Dapat dibayangkan betapa girangnya hati keluarga Kam Siok ketika Tek Hoat menerima permintaan mereka. Kam Siok merasa terlindung keluarganya, Kam Siu Li merasa tertebus aibnya apalagi memperoleh suami yang amat tampan dan gagah perkasa, hal yang sama sekali tak pernah dimimpikan karena dia hanyalah anak seorang anak pemilik rumah makan!
Dan ada orang yang diam-diam merasa girang sekali dan memandang hari depan penuh harapan. Orang ini adalah Liok Si, isteri Kam Siok yang masih muda dan cantik. Dengan mata haus dia memandang pemuda calon mantu tirinya itu dan hatinya bergelora panas. Dia tentu saja tidak pernah memperoleh kepuasan batin dari suaminya yang dua puluh lima tahun lebih tua daripada dia dan dia memang mau menjadi isteri pemilik rumah makan itu karena mengharapkan jaminan kecukupan dunia.

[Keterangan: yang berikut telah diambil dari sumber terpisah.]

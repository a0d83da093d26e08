//! Request and response types for all posh-daemon HTTP endpoints.
//!
//! These are `Serialize + Deserialize` so Axum can encode them and the
//! scenario tests can decode them. No business logic lives here.

use chrono::{DateTime, Utc};
use rust_decimal::Decimal;
use serde::{Deserialize, Serialize};
use uuid::Uuid;

use posh_schemas::{Order, OrderStatus, PaymentMethod, PaymentStatus, Role};

// ---------------------------------------------------------------------------
// Errors
// ---------------------------------------------------------------------------

#[derive(Debug, Clone, Serialize, Deserialize)]
pub struct ErrorResponse {
    pub error: String,
}

// ---------------------------------------------------------------------------
// /api/health
// ---------------------------------------------------------------------------

#[derive(Debug, Clone, Serialize)]
pub struct HealthResponse {
    pub ok: bool,
    pub service: &'static str,
    pub version: &'static str,
}

// ---------------------------------------------------------------------------
// Auth routes
// ---------------------------------------------------------------------------

#[derive(Debug, Clone, Deserialize)]
pub struct SyncRequest {
    #[serde(default)]
    pub name: Option<String>,
}

#[derive(Debug, Clone, Serialize, Deserialize)]
pub struct UserResponse {
    pub subject: String,
    pub email: Option<String>,
    pub name: String,
    pub role: Role,
}

#[derive(Debug, Clone, Deserialize)]
pub struct AdminSetupRequest {
    pub subject: String,
    pub secret: String,
}

// ---------------------------------------------------------------------------
// Product routes
// ---------------------------------------------------------------------------

#[derive(Debug, Clone, Deserialize)]
pub struct CreateProductRequest {
    pub name: String,
    #[serde(default)]
    pub description: Option<String>,
    pub price: Decimal,
    pub stock: u32,
    #[serde(default)]
    pub sizes: Option<Vec<String>>,
    #[serde(default)]
    pub colors: Option<Vec<String>>,
    #[serde(default)]
    pub category: Option<String>,
    #[serde(default)]
    pub image_url: Option<String>,
}

#[derive(Debug, Clone, Default, Deserialize)]
pub struct UpdateProductRequest {
    #[serde(default)]
    pub name: Option<String>,
    #[serde(default)]
    pub description: Option<String>,
    #[serde(default)]
    pub price: Option<Decimal>,
    #[serde(default)]
    pub stock: Option<u32>,
    #[serde(default)]
    pub sizes: Option<Vec<String>>,
    #[serde(default)]
    pub colors: Option<Vec<String>>,
    #[serde(default)]
    pub category: Option<String>,
    #[serde(default)]
    pub image_url: Option<String>,
}

// ---------------------------------------------------------------------------
// Order routes
// ---------------------------------------------------------------------------

#[derive(Debug, Clone, Deserialize)]
pub struct OrderItemRequest {
    pub product_id: Uuid,
    pub quantity: u32,
    #[serde(default)]
    pub size: Option<String>,
    #[serde(default)]
    pub color: Option<String>,
}

#[derive(Debug, Clone, Deserialize)]
pub struct PlaceOrderRequest {
    pub items: Vec<OrderItemRequest>,
    /// "pickup" | "delivery"
    pub delivery_method: String,
    #[serde(default)]
    pub delivery_location: Option<String>,
    #[serde(default)]
    pub customer_phone: Option<String>,
}

#[derive(Debug, Clone, Deserialize)]
pub struct UpdateOrderStatusRequest {
    pub status: OrderStatus,
}

// ---------------------------------------------------------------------------
// Payment routes
// ---------------------------------------------------------------------------

#[derive(Debug, Clone, Deserialize)]
pub struct InitiatePaymentRequest {
    pub order_id: Uuid,
    pub phone: String,
}

#[derive(Debug, Clone, Serialize, Deserialize)]
pub struct InitiatePaymentResponse {
    pub message: String,
    pub checkout_ref: String,
}

/// Payment-status view returned by the poll endpoint.
#[derive(Debug, Clone, Serialize, Deserialize)]
pub struct PaymentStatusResponse {
    pub order_id: Uuid,
    pub payment_status: PaymentStatus,
    pub payment_method: Option<PaymentMethod>,
    pub receipt_ref: Option<String>,
    pub gateway_phone: Option<String>,
    pub paid_at: Option<DateTime<Utc>>,
    pub error: Option<String>,
}

impl From<&Order> for PaymentStatusResponse {
    fn from(order: &Order) -> Self {
        Self {
            order_id: order.id,
            payment_status: order.payment.status,
            payment_method: order.payment.method,
            receipt_ref: order.payment.receipt_ref.clone(),
            gateway_phone: order.payment.gateway_phone.clone(),
            paid_at: order.payment.paid_at,
            error: order.payment.error.clone(),
        }
    }
}

/// The acknowledgment the gateway expects from its callback endpoint,
/// returned unconditionally.
#[derive(Debug, Clone, Serialize)]
pub struct CallbackAck {
    #[serde(rename = "ResultCode")]
    pub result_code: i32,
    #[serde(rename = "ResultDesc")]
    pub result_desc: &'static str,
}

impl CallbackAck {
    pub fn accepted() -> Self {
        Self {
            result_code: 0,
            result_desc: "Accepted",
        }
    }
}

// ---------------------------------------------------------------------------
// Settings routes
// ---------------------------------------------------------------------------

#[derive(Debug, Clone, Deserialize)]
pub struct UpdateSettingsRequest {
    #[serde(default)]
    pub currency: Option<String>,
    #[serde(default)]
    pub currency_symbol: Option<String>,
}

Akan tetapi, diam-diam dalam waktu tiga tahun ini, hatinya menderita dan matanya selalu menyambar seperti mata burung elang melihat tikus gemuk setiap kali dia melihat seorang pria muda yang tampan. Dan betapapun hatinya merindu, kesempatan tidak mengijinkan sehingga selama ini dia seperti orang kehausan yang tak pernah mendapatkan kepuasan. Akan tetapi sekarang, kesempatan terbuka lebar di depan mata! Seorang pemuda tampan berada serumah dengan dia dan agaknya akan leluasalah dia mendekati pemuda itu, karena bukankah pria muda ini mantunya?

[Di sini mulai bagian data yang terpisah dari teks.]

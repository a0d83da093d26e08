//! End-to-end payment flows through the HTTP surface: initiate, callback,
//! poll, and manual mark, including the authorization gates.

mod common;

use std::sync::Arc;

use axum::http::StatusCode;
use common::*;
use posh_gateway::{GatewayError, StkQueryOutcome};
use serde_json::json;

#[tokio::test]
async fn initiate_then_callback_settles_the_order() {
    let gateway = Arc::new(StubGateway::with_refs(&["ws_CO_1"]));
    let state = make_state(gateway).await;
    let product = seed_product(&state, 150050, 5).await;
    let order_id = place_order(Arc::clone(&state), "tok-alice", product).await;

    // Initiate.
    let (status, body) = call(
        Arc::clone(&state),
        send_json(
            "POST",
            "/api/payments/initiate",
            Some("tok-alice"),
            &json!({ "order_id": order_id, "phone": "0706276584" }),
        ),
    )
    .await;
    assert_eq!(status, StatusCode::OK, "{body}");
    assert_eq!(body["checkout_ref"], "ws_CO_1");

    // Gateway callback arrives.
    let (status, ack) = call(
        Arc::clone(&state),
        send_json(
            "POST",
            "/api/payments/callback",
            None,
            &success_callback("ws_CO_1", "QGR7XYZ123"),
        ),
    )
    .await;
    assert_eq!(status, StatusCode::OK);
    assert_eq!(ack["ResultCode"], 0);

    // Status reflects the settled payment.
    let (status, body) = call(
        Arc::clone(&state),
        get(
            &format!("/api/payments/status/{order_id}"),
            Some("tok-alice"),
        ),
    )
    .await;
    assert_eq!(status, StatusCode::OK);
    assert_eq!(body["payment_status"], "paid");
    assert_eq!(body["receipt_ref"], "QGR7XYZ123");
    assert_eq!(body["payment_method"], "gateway");
    assert!(!body["paid_at"].is_null());
}

#[tokio::test]
async fn status_poll_falls_back_to_gateway_query() {
    let gateway = Arc::new(StubGateway::with_refs(&["ws_CO_1"]));
    let state = make_state(gateway.clone()).await;
    let product = seed_product(&state, 100000, 5).await;
    let order_id = place_order(Arc::clone(&state), "tok-alice", product).await;

    call(
        Arc::clone(&state),
        send_json(
            "POST",
            "/api/payments/initiate",
            Some("tok-alice"),
            &json!({ "order_id": order_id, "phone": "0706276584" }),
        ),
    )
    .await;

    // Callback lost; the query reports failure.
    gateway
        .script_query(Ok(StkQueryOutcome::Failed {
            code: "1".to_string(),
            desc: "The balance is insufficient for the transaction".to_string(),
        }))
        .await;

    let (status, body) = call(
        Arc::clone(&state),
        get(
            &format!("/api/payments/status/{order_id}"),
            Some("tok-alice"),
        ),
    )
    .await;
    assert_eq!(status, StatusCode::OK);
    assert_eq!(body["payment_status"], "failed");
    assert_eq!(
        body["error"],
        "The balance is insufficient for the transaction"
    );
}

#[tokio::test]
async fn status_poll_survives_gateway_transport_failure() {
    let gateway = Arc::new(StubGateway::with_refs(&["ws_CO_1"]));
    let state = make_state(gateway.clone()).await;
    let product = seed_product(&state, 100000, 5).await;
    let order_id = place_order(Arc::clone(&state), "tok-alice", product).await;

    call(
        Arc::clone(&state),
        send_json(
            "POST",
            "/api/payments/initiate",
            Some("tok-alice"),
            &json!({ "order_id": order_id, "phone": "0706276584" }),
        ),
    )
    .await;

    gateway
        .script_query(Err(GatewayError::Transport(
            "connection refused".to_string(),
        )))
        .await;

    // The caller sees the last-known status, not a 5xx.
    let (status, body) = call(
        Arc::clone(&state),
        get(
            &format!("/api/payments/status/{order_id}"),
            Some("tok-alice"),
        ),
    )
    .await;
    assert_eq!(status, StatusCode::OK);
    assert_eq!(body["payment_status"], "pending");
}

#[tokio::test]
async fn initiation_requires_auth_and_ownership() {
    let gateway = Arc::new(StubGateway::with_refs(&["ws_CO_1"]));
    let state = make_state(gateway).await;
    let product = seed_product(&state, 100000, 5).await;
    let order_id = place_order(Arc::clone(&state), "tok-alice", product).await;

    // No token.
    let (status, _) = call(
        Arc::clone(&state),
        send_json(
            "POST",
            "/api/payments/initiate",
            None,
            &json!({ "order_id": order_id, "phone": "0706276584" }),
        ),
    )
    .await;
    assert_eq!(status, StatusCode::UNAUTHORIZED);

    // Another customer.
    let (status, _) = call(
        Arc::clone(&state),
        send_json(
            "POST",
            "/api/payments/initiate",
            Some("tok-bob"),
            &json!({ "order_id": order_id, "phone": "0706276584" }),
        ),
    )
    .await;
    assert_eq!(status, StatusCode::FORBIDDEN);

    // Owner succeeds.
    let (status, _) = call(
        Arc::clone(&state),
        send_json(
            "POST",
            "/api/payments/initiate",
            Some("tok-alice"),
            &json!({ "order_id": order_id, "phone": "0706276584" }),
        ),
    )
    .await;
    assert_eq!(status, StatusCode::OK);
}

#[tokio::test]
async fn initiating_a_paid_order_is_rejected_with_400() {
    let gateway = Arc::new(StubGateway::with_refs(&["ws_CO_1"]));
    let state = make_state(gateway).await;
    let product = seed_product(&state, 100000, 5).await;
    let order_id = place_order(Arc::clone(&state), "tok-alice", product).await;

    // Admin marks it paid manually.
    let (status, body) = call(
        Arc::clone(&state),
        send_json(
            "PUT",
            &format!("/api/orders/{order_id}/payment"),
            Some("tok-admin"),
            &json!({}),
        ),
    )
    .await;
    assert_eq!(status, StatusCode::OK, "{body}");
    assert_eq!(body["payment"]["status"], "paid");
    assert_eq!(body["payment"]["method"], "manual");

    let (status, body) = call(
        Arc::clone(&state),
        send_json(
            "POST",
            "/api/payments/initiate",
            Some("tok-alice"),
            &json!({ "order_id": order_id, "phone": "0706276584" }),
        ),
    )
    .await;
    assert_eq!(status, StatusCode::BAD_REQUEST);
    assert_eq!(body["error"], "order is already paid");
}

#[tokio::test]
async fn gateway_rejection_surfaces_as_502_with_gateway_text() {
    let gateway = Arc::new(StubGateway::failing_initiate(GatewayError::Request(
        "Invalid PhoneNumber".to_string(),
    )));
    let state = make_state(gateway).await;
    let product = seed_product(&state, 100000, 5).await;
    let order_id = place_order(Arc::clone(&state), "tok-alice", product).await;

    let (status, body) = call(
        Arc::clone(&state),
        send_json(
            "POST",
            "/api/payments/initiate",
            Some("tok-alice"),
            &json!({ "order_id": order_id, "phone": "0706276584" }),
        ),
    )
    .await;
    assert_eq!(status, StatusCode::BAD_GATEWAY);
    assert!(
        body["error"].as_str().unwrap().contains("Invalid PhoneNumber"),
        "gateway text must surface: {body}"
    );

    // No partial state: the order is still unpaid.
    let (_, status_body) = call(
        Arc::clone(&state),
        get(
            &format!("/api/payments/status/{order_id}"),
            Some("tok-alice"),
        ),
    )
    .await;
    assert_eq!(status_body["payment_status"], "unpaid");
}

#[tokio::test]
async fn manual_mark_is_admin_only_over_http() {
    let gateway = Arc::new(StubGateway::with_refs(&[]));
    let state = make_state(gateway).await;
    let product = seed_product(&state, 100000, 5).await;
    let order_id = place_order(Arc::clone(&state), "tok-alice", product).await;

    let (status, _) = call(
        Arc::clone(&state),
        send_json(
            "PUT",
            &format!("/api/orders/{order_id}/payment"),
            Some("tok-alice"),
            &json!({}),
        ),
    )
    .await;
    assert_eq!(status, StatusCode::FORBIDDEN, "owner is not enough");

    let (status, body) = call(
        Arc::clone(&state),
        send_json(
            "PUT",
            &format!("/api/orders/{order_id}/payment"),
            Some("tok-admin"),
            &json!({}),
        ),
    )
    .await;
    assert_eq!(status, StatusCode::OK);
    assert_eq!(body["payment"]["method"], "manual");
    assert!(
        body["payment"]["checkout_ref"].is_null(),
        "manual payment needs no gateway correlation"
    );
}

#[tokio::test]
async fn paid_order_survives_replayed_and_contradicting_callbacks() {
    let gateway = Arc::new(StubGateway::with_refs(&["ws_CO_1"]));
    let state = make_state(gateway).await;
    let product = seed_product(&state, 150050, 5).await;
    let order_id = place_order(Arc::clone(&state), "tok-alice", product).await;

    call(
        Arc::clone(&state),
        send_json(
            "POST",
            "/api/payments/initiate",
            Some("tok-alice"),
            &json!({ "order_id": order_id, "phone": "0706276584" }),
        ),
    )
    .await;
    call(
        Arc::clone(&state),
        send_json(
            "POST",
            "/api/payments/callback",
            None,
            &success_callback("ws_CO_1", "QGR7XYZ123"),
        ),
    )
    .await;

    // Replay + contradicting failure, both still acknowledged.
    for payload in [
        success_callback("ws_CO_1", "DIFFERENT"),
        failure_callback("ws_CO_1", "late failure"),
    ] {
        let (status, ack) = call(
            Arc::clone(&state),
            send_json("POST", "/api/payments/callback", None, &payload),
        )
        .await;
        assert_eq!(status, StatusCode::OK);
        assert_eq!(ack["ResultCode"], 0);
    }

    let (_, body) = call(
        Arc::clone(&state),
        get(
            &format!("/api/payments/status/{order_id}"),
            Some("tok-alice"),
        ),
    )
    .await;
    assert_eq!(body["payment_status"], "paid");
    assert_eq!(body["receipt_ref"], "QGR7XYZ123");
}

Pesta pernikahan dilangsungkan meriah juga. Karena rumah makan itu sudah terkenal dan mempunyai banyak langganan, maka perkawinan antara puteri pemilik rumah makan dengan “Gak Bun Beng” ini mendapat kunjungan banyak sekali tamu. Selain sebagai langganan, juga para tamu itu ingin sekali menyaksikan pemuda yang telah menggemparkan kota Shen-yang, pemuda yang kabarnya telah merobohkan tujuh orang Jit-hui-houw, bahkan membunuh tiga orang di antara mereka!
Sebentar saja nama Gak Bun Beng terkenal di seluruh kota dan sekitarnya, dan lebih menggemparkan lagi ketika sisa Jit-hui-houw yang tinggal empat orang itu kini tidak tampak lagi di Shen-bun, sudah menghilang entah ke mana! Diam-diam banyak orang yang merasa lega dan bersyukur kepada pemuda asing ini.
Ketika sepasang mempelai dipertontonkan kepada umum, para tamu kagum sekali melihat Tek Hoat. Tak mereka sangka bahwa pemuda yang telah merobohkan Jit-hui-houw itu masih demikian muda. Seorang pemuda remaja yang luar biasa tampan dan gagahnya! Betapa untungnya Kam Siong memperoleh seorang anak mantu seperti itu, dan lebih untung lagi anak perawannya yang hampir diperkosa anggauta Jit-hui-houw, tidak saja terbebas dari malapetaka pemerkosa, bahkan telah memperoleh seorang suami yang demikian gagah perkasa dan tampan!
Pada saat para tamu sedang bergembira menghadapi hidangan, tiba-tiba terjadi kegaduhan dan banyak tamu yang sudah bangkit berdiri dan menyingkir ke tempat aman ketika mereka melihat datangnya lima orang yang membuat mereka terkejut. Ada tamu yang sampai terbatuk-batuk karena makanan yang baru saja dijejalkan ke mulut itu tersesat jalan ketika matanya mengenal empat orang dari Jit-hui-houw yang datang itu dengan sikap garang, mengiringkan seorang kakek gemuk pendek yang pakaiannya penuh tambalan dan tangannya memegang sebatang tongkat baja berwarna hitam!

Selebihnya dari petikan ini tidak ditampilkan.